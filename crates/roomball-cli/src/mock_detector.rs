use std::{
    f64::consts::TAU,
    thread,
    time::{Duration, Instant},
};

use anyhow::Result;
use rand::{rngs::StdRng, Rng, SeedableRng};
use roomball_core::{DetectionSample, Detector, Landmark};
use roomball_world::{detection_from_landmark, DepthMap};

/// Relative inverse depth of the back wall and of the hand, before normalization.
const BACKGROUND_DEPTH: f32 = 2.0;
const HAND_DEPTH: f32 = 10.0;

#[derive(Debug, Clone)]
pub struct MockDetectorConfig {
    pub frame_width: u32,
    pub frame_height: u32,
    /// Probability of a frame without a hand, in `[0, 1]`.
    pub miss_rate: f64,
    /// Time a single capture and detection pass takes.
    pub latency: Duration,
    /// Flip the camera image horizontally before detection.
    pub mirror: bool,
}

/// A detector for running without a camera.
///
/// A synthetic wrist moves along a Lissajous curve in front of a flat back wall while
/// periodically reaching towards the camera. Each pass renders a depth map for the
/// current pose and runs it through the same landmark to sample path a real detector
/// would use.
pub struct MockDetector {
    config: MockDetectorConfig,
    started: Instant,
    rng: StdRng,
}

impl MockDetector {
    pub fn new(config: MockDetectorConfig) -> Self {
        Self {
            config,
            started: Instant::now(),
            rng: StdRng::from_entropy(),
        }
    }

    /// The wrist position at `t` seconds, in normalized camera coordinates.
    pub fn wrist_at(t: f64) -> Landmark {
        Landmark::new(
            0.5 + 0.4 * (TAU * 0.11 * t).sin(),
            0.5 + 0.35 * (TAU * 0.17 * t).sin(),
        )
    }

    /// How far the hand reaches towards the camera at `t` seconds, in `[0, 1]`.
    pub fn reach_at(t: f64) -> f32 {
        (0.5 + 0.5 * (TAU * 0.05 * t).sin()) as f32
    }

    /// Render the depth map a depth estimator would produce for the wrist at
    /// `wrist`, in the orientation of the (possibly mirrored) camera image.
    pub fn render_depth(&self, wrist: Landmark, reach: f32) -> Result<DepthMap> {
        let (width, height) = (self.config.frame_width, self.config.frame_height);
        let (wx, wy) = wrist.to_pixel(width, height);
        let radius = (width.min(height) as f32 / 10.0).max(1.0);
        DepthMap::from_fn(width, height, |x, y| {
            // The floor gets closer towards the bottom of the image
            let floor = y as f32 / height as f32;
            let dx = x as f32 - wx as f32;
            let dy = y as f32 - wy as f32;
            let falloff = (-(dx * dx + dy * dy) / (radius * radius)).exp();
            BACKGROUND_DEPTH + floor + falloff * HAND_DEPTH * reach
        })
    }
}

impl Detector for MockDetector {
    fn capture_and_detect(&mut self) -> Option<DetectionSample> {
        thread::sleep(self.config.latency);
        if self.rng.gen_bool(self.config.miss_rate.clamp(0.0, 1.0)) {
            return None;
        }

        let t = self.started.elapsed().as_secs_f64();
        let wrist = Self::wrist_at(t);
        // The detector sees the flipped image, so the hand is drawn where it appears
        // after flipping and the landmark is reported in camera coordinates.
        let seen = if self.config.mirror {
            wrist.mirrored()
        } else {
            wrist
        };
        let depth_map = match self.render_depth(seen, Self::reach_at(t)) {
            Ok(map) => map,
            Err(err) => {
                log::warn!("Failed to render mock depth map: {}", err);
                return None;
            }
        };
        detection_from_landmark(Some(wrist), &depth_map, self.config.mirror)
    }
}

/// A detector that never sees a hand. The marker stays at its start position.
pub struct NoHandsDetector;

impl Detector for NoHandsDetector {
    fn capture_and_detect(&mut self) -> Option<DetectionSample> {
        None
    }
}

#[cfg(test)]
mod tests {
    use super::*;

    fn config(miss_rate: f64, mirror: bool) -> MockDetectorConfig {
        MockDetectorConfig {
            frame_width: 64,
            frame_height: 48,
            miss_rate,
            latency: Duration::ZERO,
            mirror,
        }
    }

    #[test]
    fn test_wrist_stays_in_frame() {
        for i in 0..1000 {
            let wrist = MockDetector::wrist_at(i as f64 * 0.1);
            assert!((0.0..=1.0).contains(&wrist.x));
            assert!((0.0..=1.0).contains(&wrist.y));
        }
    }

    #[test]
    fn test_sample_lies_on_the_hand() {
        for mirror in [false, true] {
            let mut detector = MockDetector::new(config(0.0, mirror));
            let sample = detector.capture_and_detect().unwrap();
            assert_eq!((sample.frame_width, sample.frame_height), (64, 48));
            assert!((0..64).contains(&sample.pixel_x));
            assert!((0..48).contains(&sample.pixel_y));
            assert!((0.0..=1.0).contains(&sample.depth));
        }
    }

    #[test]
    fn test_hand_is_nearest_when_reaching() {
        let detector = MockDetector::new(config(0.0, false));
        let wrist = Landmark::new(0.5, 0.5);
        let map = detector.render_depth(wrist, 1.0).unwrap();
        let sample = detection_from_landmark(Some(wrist), &map, false).unwrap();
        approx::assert_relative_eq!(sample.depth, 1.0);
    }

    #[test]
    fn test_full_miss_rate() {
        let mut detector = MockDetector::new(config(1.0, false));
        assert!((0..20).all(|_| detector.capture_and_detect().is_none()));
        assert!(NoHandsDetector.capture_and_detect().is_none());
    }
}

________________________

■ Task requirements: A line belongs in the answer if it contains the word "thread"; please copy each such line from the material.

■ Task output:
    thread,
        thread::sleep(self.config.latency);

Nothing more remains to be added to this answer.